**EXCERPTED DATA**
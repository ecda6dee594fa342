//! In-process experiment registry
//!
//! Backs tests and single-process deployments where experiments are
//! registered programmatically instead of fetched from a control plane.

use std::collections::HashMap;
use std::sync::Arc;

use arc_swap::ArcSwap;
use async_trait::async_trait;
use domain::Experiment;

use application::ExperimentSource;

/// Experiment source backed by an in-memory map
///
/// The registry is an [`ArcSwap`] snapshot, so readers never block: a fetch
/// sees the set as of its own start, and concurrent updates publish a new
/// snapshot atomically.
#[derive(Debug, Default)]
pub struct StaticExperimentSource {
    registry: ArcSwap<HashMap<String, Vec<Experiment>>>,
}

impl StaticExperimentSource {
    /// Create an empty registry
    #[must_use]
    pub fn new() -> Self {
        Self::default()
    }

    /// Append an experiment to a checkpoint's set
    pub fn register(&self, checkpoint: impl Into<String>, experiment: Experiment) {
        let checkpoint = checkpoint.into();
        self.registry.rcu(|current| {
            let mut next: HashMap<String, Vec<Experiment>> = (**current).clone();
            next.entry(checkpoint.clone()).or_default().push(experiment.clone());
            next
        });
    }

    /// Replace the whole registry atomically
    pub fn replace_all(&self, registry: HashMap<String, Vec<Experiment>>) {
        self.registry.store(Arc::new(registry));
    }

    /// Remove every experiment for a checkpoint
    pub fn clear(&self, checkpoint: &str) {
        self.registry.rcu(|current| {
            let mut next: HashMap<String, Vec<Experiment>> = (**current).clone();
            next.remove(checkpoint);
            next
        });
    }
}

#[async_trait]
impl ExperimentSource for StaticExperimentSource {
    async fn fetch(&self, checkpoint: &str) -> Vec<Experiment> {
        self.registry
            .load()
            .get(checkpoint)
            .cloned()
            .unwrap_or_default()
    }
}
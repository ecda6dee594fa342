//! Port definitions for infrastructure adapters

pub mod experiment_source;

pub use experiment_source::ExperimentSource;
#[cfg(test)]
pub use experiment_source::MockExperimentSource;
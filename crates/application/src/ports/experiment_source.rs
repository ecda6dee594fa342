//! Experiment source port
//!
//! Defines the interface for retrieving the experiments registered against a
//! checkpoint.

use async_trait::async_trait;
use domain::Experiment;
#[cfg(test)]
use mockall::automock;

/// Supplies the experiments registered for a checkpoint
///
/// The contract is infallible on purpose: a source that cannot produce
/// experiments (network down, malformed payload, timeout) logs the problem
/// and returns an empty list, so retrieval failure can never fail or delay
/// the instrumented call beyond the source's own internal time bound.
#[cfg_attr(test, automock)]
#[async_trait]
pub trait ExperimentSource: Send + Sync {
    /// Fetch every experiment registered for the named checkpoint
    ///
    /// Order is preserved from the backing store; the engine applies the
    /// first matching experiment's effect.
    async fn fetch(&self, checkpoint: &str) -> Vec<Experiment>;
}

**WHAT YOU ARE ASKED TO DO**
Produce a faithful copy of all the material above.

**TASK OUTPUT**
repository ecda6dee594fa342
//! In-process experiment registry
//!
//! Backs tests and single-process deployments where experiments are
//! registered programmatically instead of fetched from a control plane.

use std::collections::HashMap;
use std::sync::Arc;

use arc_swap::ArcSwap;
use async_trait::async_trait;
use domain::Experiment;

use application::ExperimentSource;

/// Experiment source backed by an in-memory map
///
/// The registry is an [`ArcSwap`] snapshot, so readers never block: a fetch
/// sees the set as of its own start, and concurrent updates publish a new
/// snapshot atomically.
#[derive(Debug, Default)]
pub struct StaticExperimentSource {
    registry: ArcSwap<HashMap<String, Vec<Experiment>>>,
}

impl StaticExperimentSource {
    /// Create an empty registry
    #[must_use]
    pub fn new() -> Self {
        Self::default()
    }

    /// Append an experiment to a checkpoint's set
    pub fn register(&self, checkpoint: impl Into<String>, experiment: Experiment) {
        let checkpoint = checkpoint.into();
        self.registry.rcu(|current| {
            let mut next: HashMap<String, Vec<Experiment>> = (**current).clone();
            next.entry(checkpoint.clone()).or_default().push(experiment.clone());
            next
        });
    }

    /// Replace the whole registry atomically
    pub fn replace_all(&self, registry: HashMap<String, Vec<Experiment>>) {
        self.registry.store(Arc::new(registry));
    }

    /// Remove every experiment for a checkpoint
    pub fn clear(&self, checkpoint: &str) {
        self.registry.rcu(|current| {
            let mut next: HashMap<String, Vec<Experiment>> = (**current).clone();
            next.remove(checkpoint);
            next
        });
    }
}

#[async_trait]
impl ExperimentSource for StaticExperimentSource {
    async fn fetch(&self, checkpoint: &str) -> Vec<Experiment> {
        self.registry
            .load()
            .get(checkpoint)
            .cloned()
            .unwrap_or_default()
    }
}
repository ecda6dee594fa342
//! Port definitions for infrastructure adapters

pub mod experiment_source;

pub use experiment_source::ExperimentSource;
#[cfg(test)]
pub use experiment_source::MockExperimentSource;
filename crates/application/src/ports/experiment_source.rs
repository ecda6dee594fa342
//! Experiment source port
//!
//! Defines the interface for retrieving the experiments registered against a
//! checkpoint.

use async_trait::async_trait;
use domain::Experiment;
#[cfg(test)]
use mockall::automock;

/// Supplies the experiments registered for a checkpoint
///
/// The contract is infallible on purpose: a source that cannot produce
/// experiments (network down, malformed payload, timeout) logs the problem
/// and returns an empty list, so retrieval failure can never fail or delay
/// the instrumented call beyond the source's own internal time bound.
#[cfg_attr(test, automock)]
#[async_trait]
pub trait ExperimentSource: Send + Sync {
    /// Fetch every experiment registered for the named checkpoint
    ///
    /// Order is preserved from the backing store; the engine applies the
    /// first matching experiment's effect.
    async fn fetch(&self, checkpoint: &str) -> Vec<Experiment>;
}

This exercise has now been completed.